--- Your goal ---
Below are entries; count the lines among them that contain the word "enum", and give only the count.

[Data listing Boundary: Start]

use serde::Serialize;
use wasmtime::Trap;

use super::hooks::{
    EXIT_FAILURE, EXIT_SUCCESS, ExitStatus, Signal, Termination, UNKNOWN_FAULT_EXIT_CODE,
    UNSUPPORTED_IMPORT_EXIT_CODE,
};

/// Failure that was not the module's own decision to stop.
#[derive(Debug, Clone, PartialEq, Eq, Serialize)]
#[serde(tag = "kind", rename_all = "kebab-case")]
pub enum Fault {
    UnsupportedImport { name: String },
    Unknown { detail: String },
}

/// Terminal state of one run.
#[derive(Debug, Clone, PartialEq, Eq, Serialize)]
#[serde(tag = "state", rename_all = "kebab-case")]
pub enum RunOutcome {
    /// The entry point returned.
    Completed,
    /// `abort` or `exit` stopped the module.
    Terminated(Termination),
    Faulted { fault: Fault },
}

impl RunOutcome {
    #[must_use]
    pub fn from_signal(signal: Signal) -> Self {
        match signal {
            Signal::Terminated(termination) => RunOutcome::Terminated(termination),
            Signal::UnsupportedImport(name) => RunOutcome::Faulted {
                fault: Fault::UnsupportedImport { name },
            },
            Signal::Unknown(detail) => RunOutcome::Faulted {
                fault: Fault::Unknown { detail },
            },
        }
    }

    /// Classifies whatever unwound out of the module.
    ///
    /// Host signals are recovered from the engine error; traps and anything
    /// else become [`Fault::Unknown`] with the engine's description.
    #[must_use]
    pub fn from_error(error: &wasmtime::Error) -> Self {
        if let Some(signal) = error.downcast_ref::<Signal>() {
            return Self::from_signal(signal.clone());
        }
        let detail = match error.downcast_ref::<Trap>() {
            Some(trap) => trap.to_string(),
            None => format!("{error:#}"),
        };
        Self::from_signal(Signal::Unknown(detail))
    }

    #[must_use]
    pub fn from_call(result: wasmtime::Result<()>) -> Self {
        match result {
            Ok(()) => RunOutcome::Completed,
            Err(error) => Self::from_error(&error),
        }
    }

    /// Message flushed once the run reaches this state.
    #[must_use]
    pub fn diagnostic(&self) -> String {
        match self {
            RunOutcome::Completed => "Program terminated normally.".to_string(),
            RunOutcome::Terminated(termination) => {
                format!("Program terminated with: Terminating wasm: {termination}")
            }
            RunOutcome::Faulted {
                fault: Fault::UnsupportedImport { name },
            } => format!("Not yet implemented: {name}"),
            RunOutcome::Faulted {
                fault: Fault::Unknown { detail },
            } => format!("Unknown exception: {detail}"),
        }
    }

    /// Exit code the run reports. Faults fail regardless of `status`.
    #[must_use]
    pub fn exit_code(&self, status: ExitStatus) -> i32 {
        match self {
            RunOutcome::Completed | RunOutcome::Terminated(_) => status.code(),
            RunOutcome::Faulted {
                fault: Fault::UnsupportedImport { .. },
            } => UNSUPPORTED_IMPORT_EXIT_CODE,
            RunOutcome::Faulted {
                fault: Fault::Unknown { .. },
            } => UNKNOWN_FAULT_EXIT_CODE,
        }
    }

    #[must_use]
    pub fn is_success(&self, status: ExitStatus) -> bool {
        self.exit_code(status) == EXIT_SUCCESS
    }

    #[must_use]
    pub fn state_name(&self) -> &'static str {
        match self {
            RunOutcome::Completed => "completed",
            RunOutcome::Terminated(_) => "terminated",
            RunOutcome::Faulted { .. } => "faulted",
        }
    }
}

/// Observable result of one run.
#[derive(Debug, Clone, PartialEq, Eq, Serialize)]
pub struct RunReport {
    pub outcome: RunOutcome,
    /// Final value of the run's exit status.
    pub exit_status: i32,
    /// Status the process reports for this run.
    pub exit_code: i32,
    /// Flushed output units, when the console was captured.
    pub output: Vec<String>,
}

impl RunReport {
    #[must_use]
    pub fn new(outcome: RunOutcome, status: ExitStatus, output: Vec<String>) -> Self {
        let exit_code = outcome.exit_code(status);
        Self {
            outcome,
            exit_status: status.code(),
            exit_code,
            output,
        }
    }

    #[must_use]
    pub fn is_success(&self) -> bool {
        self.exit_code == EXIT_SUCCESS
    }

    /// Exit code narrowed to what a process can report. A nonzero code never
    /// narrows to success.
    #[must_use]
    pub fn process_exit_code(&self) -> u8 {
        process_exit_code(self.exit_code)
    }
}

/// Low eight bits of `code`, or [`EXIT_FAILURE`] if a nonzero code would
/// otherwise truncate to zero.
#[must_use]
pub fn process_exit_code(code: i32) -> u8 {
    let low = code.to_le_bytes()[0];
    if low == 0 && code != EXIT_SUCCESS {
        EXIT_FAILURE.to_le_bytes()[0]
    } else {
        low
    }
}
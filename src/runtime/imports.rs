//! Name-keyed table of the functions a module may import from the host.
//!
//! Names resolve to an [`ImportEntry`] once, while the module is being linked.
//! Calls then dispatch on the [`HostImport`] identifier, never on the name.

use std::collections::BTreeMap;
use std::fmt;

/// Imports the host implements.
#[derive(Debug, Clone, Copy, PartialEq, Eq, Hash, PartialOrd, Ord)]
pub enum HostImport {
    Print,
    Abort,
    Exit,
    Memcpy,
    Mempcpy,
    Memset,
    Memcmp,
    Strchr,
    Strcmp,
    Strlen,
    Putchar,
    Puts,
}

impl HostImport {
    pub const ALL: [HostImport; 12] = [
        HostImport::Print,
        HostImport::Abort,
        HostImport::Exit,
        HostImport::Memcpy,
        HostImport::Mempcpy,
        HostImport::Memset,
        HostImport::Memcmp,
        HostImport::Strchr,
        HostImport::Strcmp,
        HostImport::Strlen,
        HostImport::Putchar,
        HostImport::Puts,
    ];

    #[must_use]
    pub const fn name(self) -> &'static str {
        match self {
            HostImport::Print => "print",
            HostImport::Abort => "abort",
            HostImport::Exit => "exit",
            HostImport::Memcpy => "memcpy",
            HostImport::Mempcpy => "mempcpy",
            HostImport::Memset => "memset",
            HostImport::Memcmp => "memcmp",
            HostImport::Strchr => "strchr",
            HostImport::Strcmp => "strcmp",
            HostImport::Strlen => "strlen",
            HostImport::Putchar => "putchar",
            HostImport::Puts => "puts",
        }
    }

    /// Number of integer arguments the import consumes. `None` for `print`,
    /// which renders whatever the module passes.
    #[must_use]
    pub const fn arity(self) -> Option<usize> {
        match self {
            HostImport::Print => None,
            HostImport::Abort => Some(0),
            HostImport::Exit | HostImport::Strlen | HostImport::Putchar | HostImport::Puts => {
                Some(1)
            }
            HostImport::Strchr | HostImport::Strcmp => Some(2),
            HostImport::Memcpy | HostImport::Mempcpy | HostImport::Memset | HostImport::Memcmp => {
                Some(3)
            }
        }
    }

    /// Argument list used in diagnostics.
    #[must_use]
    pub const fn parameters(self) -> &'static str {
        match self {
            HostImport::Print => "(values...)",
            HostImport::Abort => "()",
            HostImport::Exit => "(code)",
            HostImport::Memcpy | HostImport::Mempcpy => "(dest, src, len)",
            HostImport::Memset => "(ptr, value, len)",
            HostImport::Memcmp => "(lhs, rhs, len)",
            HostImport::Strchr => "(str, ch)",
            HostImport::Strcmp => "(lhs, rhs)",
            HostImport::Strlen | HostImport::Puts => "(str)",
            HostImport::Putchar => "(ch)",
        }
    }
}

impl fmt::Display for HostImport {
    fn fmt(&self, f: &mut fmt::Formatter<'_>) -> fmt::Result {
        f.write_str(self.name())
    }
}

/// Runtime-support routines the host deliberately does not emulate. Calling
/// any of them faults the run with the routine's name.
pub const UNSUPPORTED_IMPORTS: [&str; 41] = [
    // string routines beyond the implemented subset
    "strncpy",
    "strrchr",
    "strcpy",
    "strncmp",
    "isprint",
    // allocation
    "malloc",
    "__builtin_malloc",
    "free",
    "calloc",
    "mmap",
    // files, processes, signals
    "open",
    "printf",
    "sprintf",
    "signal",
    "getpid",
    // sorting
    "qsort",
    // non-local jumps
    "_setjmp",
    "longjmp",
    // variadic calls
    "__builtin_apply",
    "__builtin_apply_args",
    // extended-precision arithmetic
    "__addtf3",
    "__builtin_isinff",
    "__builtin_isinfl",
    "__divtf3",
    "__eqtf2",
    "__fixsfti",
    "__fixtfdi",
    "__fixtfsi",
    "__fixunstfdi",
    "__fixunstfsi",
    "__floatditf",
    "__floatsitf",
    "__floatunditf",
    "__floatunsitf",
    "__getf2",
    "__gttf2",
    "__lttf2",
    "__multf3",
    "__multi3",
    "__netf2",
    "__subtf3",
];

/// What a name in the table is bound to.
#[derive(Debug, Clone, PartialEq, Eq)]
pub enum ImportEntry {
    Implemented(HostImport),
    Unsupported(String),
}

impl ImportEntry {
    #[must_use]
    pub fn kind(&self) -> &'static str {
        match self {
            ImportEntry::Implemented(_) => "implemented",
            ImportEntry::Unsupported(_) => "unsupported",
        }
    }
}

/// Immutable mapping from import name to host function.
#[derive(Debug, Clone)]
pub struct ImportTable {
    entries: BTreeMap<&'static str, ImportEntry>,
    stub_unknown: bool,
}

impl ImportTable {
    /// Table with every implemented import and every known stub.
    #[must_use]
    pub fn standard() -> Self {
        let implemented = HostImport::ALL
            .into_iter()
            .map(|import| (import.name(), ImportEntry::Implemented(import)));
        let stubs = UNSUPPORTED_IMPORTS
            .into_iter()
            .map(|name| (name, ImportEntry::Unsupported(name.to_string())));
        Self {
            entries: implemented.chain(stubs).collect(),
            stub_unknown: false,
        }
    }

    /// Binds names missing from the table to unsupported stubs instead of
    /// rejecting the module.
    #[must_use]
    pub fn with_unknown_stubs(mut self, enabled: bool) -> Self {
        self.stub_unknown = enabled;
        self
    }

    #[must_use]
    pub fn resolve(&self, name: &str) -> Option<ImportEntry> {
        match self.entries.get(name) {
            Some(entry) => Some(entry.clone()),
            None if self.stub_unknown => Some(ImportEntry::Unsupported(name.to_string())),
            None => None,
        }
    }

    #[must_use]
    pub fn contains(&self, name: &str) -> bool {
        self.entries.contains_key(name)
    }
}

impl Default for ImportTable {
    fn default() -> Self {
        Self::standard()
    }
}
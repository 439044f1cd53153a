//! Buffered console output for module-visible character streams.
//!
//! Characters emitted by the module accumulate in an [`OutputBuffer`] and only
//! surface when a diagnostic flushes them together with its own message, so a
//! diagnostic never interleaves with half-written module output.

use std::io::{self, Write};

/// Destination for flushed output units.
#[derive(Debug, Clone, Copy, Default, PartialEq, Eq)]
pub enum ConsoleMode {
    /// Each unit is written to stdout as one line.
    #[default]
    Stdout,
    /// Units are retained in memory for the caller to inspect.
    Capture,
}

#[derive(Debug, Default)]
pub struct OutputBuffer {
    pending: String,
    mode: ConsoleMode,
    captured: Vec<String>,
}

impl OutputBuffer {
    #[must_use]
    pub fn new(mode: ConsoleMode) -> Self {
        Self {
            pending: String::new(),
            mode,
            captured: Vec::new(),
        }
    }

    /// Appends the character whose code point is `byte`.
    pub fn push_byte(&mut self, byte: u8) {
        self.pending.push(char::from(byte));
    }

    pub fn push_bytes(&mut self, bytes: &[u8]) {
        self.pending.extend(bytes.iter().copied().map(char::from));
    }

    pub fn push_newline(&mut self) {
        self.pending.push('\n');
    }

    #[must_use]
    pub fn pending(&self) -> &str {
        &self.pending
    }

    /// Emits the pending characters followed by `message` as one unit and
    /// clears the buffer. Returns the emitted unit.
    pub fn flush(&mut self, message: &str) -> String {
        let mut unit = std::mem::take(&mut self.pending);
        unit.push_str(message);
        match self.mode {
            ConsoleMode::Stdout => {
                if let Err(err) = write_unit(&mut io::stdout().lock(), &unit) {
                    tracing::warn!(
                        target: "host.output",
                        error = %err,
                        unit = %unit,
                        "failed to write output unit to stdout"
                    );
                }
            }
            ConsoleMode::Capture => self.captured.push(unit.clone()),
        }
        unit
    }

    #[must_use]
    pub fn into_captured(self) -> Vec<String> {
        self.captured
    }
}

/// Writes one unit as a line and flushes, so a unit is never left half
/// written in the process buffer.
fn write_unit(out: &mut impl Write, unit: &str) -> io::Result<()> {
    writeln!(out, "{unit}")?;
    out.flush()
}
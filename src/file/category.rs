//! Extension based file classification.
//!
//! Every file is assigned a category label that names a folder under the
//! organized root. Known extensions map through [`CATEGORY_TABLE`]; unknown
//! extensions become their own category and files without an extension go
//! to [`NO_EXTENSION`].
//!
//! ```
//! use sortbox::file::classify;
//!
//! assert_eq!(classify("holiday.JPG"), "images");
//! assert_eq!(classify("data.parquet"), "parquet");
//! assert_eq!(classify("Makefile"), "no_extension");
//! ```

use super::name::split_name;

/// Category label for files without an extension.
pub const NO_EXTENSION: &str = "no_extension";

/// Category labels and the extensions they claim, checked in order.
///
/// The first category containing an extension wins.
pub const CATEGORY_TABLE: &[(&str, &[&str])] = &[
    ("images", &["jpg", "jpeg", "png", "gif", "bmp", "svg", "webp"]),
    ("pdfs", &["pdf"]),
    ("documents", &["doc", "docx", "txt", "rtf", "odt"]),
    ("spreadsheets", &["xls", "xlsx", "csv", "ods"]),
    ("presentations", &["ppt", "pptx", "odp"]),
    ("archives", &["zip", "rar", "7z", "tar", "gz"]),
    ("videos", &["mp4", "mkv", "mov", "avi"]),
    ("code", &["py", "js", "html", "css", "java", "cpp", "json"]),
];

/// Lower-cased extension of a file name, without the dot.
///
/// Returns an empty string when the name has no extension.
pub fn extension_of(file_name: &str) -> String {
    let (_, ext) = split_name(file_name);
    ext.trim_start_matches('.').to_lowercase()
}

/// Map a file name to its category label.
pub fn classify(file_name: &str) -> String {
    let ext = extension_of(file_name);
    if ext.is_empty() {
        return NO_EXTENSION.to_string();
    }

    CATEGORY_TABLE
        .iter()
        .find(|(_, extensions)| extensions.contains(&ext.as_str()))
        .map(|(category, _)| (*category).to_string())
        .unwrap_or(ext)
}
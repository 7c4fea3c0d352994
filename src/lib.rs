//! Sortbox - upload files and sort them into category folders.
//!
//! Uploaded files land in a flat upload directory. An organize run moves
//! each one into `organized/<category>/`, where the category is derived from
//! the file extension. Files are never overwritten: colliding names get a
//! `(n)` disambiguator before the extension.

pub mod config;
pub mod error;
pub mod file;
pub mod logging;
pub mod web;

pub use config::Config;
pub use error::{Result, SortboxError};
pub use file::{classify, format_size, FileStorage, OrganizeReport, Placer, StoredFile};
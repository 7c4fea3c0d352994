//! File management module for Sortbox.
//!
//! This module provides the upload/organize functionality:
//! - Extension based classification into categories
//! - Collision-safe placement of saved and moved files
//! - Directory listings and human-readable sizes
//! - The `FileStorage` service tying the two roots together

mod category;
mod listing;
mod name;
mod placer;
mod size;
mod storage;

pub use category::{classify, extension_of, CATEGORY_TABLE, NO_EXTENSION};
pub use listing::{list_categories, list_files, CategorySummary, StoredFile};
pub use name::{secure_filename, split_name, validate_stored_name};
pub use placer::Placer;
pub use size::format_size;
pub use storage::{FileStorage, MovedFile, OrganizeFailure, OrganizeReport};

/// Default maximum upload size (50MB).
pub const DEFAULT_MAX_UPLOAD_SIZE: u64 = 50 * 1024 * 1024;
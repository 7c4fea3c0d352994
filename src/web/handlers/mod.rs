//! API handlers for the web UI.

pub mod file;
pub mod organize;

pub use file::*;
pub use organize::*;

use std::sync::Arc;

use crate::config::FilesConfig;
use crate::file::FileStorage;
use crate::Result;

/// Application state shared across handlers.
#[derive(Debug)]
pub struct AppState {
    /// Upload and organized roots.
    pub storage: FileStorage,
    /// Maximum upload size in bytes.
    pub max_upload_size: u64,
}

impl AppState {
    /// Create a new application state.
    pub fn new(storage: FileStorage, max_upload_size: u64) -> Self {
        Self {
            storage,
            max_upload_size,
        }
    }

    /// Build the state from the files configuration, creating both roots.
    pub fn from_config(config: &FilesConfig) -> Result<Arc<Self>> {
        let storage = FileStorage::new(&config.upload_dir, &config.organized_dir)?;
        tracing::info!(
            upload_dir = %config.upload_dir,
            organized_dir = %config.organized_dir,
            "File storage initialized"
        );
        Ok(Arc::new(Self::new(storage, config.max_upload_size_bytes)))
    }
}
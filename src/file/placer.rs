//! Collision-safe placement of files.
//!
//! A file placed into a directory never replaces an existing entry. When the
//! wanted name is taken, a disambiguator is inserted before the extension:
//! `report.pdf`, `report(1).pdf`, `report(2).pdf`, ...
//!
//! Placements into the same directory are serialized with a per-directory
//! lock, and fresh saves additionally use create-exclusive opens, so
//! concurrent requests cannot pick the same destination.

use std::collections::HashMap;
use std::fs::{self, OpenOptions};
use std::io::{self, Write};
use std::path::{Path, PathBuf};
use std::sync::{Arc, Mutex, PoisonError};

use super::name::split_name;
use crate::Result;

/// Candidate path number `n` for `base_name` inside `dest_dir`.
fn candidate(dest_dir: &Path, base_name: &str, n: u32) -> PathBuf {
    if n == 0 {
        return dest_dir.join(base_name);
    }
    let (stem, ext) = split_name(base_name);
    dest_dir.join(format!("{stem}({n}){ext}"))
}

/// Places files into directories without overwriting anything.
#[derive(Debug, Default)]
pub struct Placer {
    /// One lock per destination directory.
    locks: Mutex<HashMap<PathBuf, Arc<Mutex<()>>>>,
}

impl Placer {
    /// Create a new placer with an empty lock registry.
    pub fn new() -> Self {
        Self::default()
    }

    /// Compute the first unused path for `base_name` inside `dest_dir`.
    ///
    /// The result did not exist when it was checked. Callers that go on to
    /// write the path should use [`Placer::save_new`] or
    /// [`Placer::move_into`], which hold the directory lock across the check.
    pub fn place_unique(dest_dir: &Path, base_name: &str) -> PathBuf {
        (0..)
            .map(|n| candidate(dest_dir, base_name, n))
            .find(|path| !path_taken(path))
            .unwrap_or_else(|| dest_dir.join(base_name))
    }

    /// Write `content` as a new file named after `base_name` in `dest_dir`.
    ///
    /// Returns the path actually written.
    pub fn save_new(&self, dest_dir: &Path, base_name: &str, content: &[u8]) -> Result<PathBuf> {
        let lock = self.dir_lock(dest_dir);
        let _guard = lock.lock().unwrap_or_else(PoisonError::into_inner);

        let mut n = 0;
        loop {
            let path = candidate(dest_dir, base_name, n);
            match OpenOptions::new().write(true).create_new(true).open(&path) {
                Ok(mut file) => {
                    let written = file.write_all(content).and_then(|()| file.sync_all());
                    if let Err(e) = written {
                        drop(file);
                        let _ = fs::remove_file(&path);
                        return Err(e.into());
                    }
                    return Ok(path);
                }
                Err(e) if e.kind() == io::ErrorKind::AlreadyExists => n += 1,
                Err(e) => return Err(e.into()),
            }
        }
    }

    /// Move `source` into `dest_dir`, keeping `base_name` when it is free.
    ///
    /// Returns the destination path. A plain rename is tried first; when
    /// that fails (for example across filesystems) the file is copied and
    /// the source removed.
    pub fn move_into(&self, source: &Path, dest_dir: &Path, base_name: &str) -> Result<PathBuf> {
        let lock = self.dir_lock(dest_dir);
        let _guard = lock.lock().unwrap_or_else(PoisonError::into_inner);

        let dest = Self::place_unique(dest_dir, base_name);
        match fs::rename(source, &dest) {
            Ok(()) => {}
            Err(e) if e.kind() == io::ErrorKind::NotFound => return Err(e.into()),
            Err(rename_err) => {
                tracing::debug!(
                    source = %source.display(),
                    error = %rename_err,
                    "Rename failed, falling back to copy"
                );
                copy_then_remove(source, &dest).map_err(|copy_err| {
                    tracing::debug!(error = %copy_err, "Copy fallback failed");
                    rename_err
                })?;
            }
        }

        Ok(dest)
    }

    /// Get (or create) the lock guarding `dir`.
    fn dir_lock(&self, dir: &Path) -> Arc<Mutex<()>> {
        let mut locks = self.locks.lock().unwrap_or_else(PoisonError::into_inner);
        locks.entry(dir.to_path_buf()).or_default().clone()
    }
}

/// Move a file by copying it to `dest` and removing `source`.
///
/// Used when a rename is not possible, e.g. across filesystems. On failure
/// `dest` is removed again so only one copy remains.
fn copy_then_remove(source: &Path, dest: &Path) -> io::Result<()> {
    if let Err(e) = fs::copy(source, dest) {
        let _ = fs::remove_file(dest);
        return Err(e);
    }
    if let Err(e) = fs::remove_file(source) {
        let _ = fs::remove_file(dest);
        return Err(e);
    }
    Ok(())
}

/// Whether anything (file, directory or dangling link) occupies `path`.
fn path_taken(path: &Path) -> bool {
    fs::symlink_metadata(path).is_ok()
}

[Data listing Boundary: End]

--- Finished task ---
5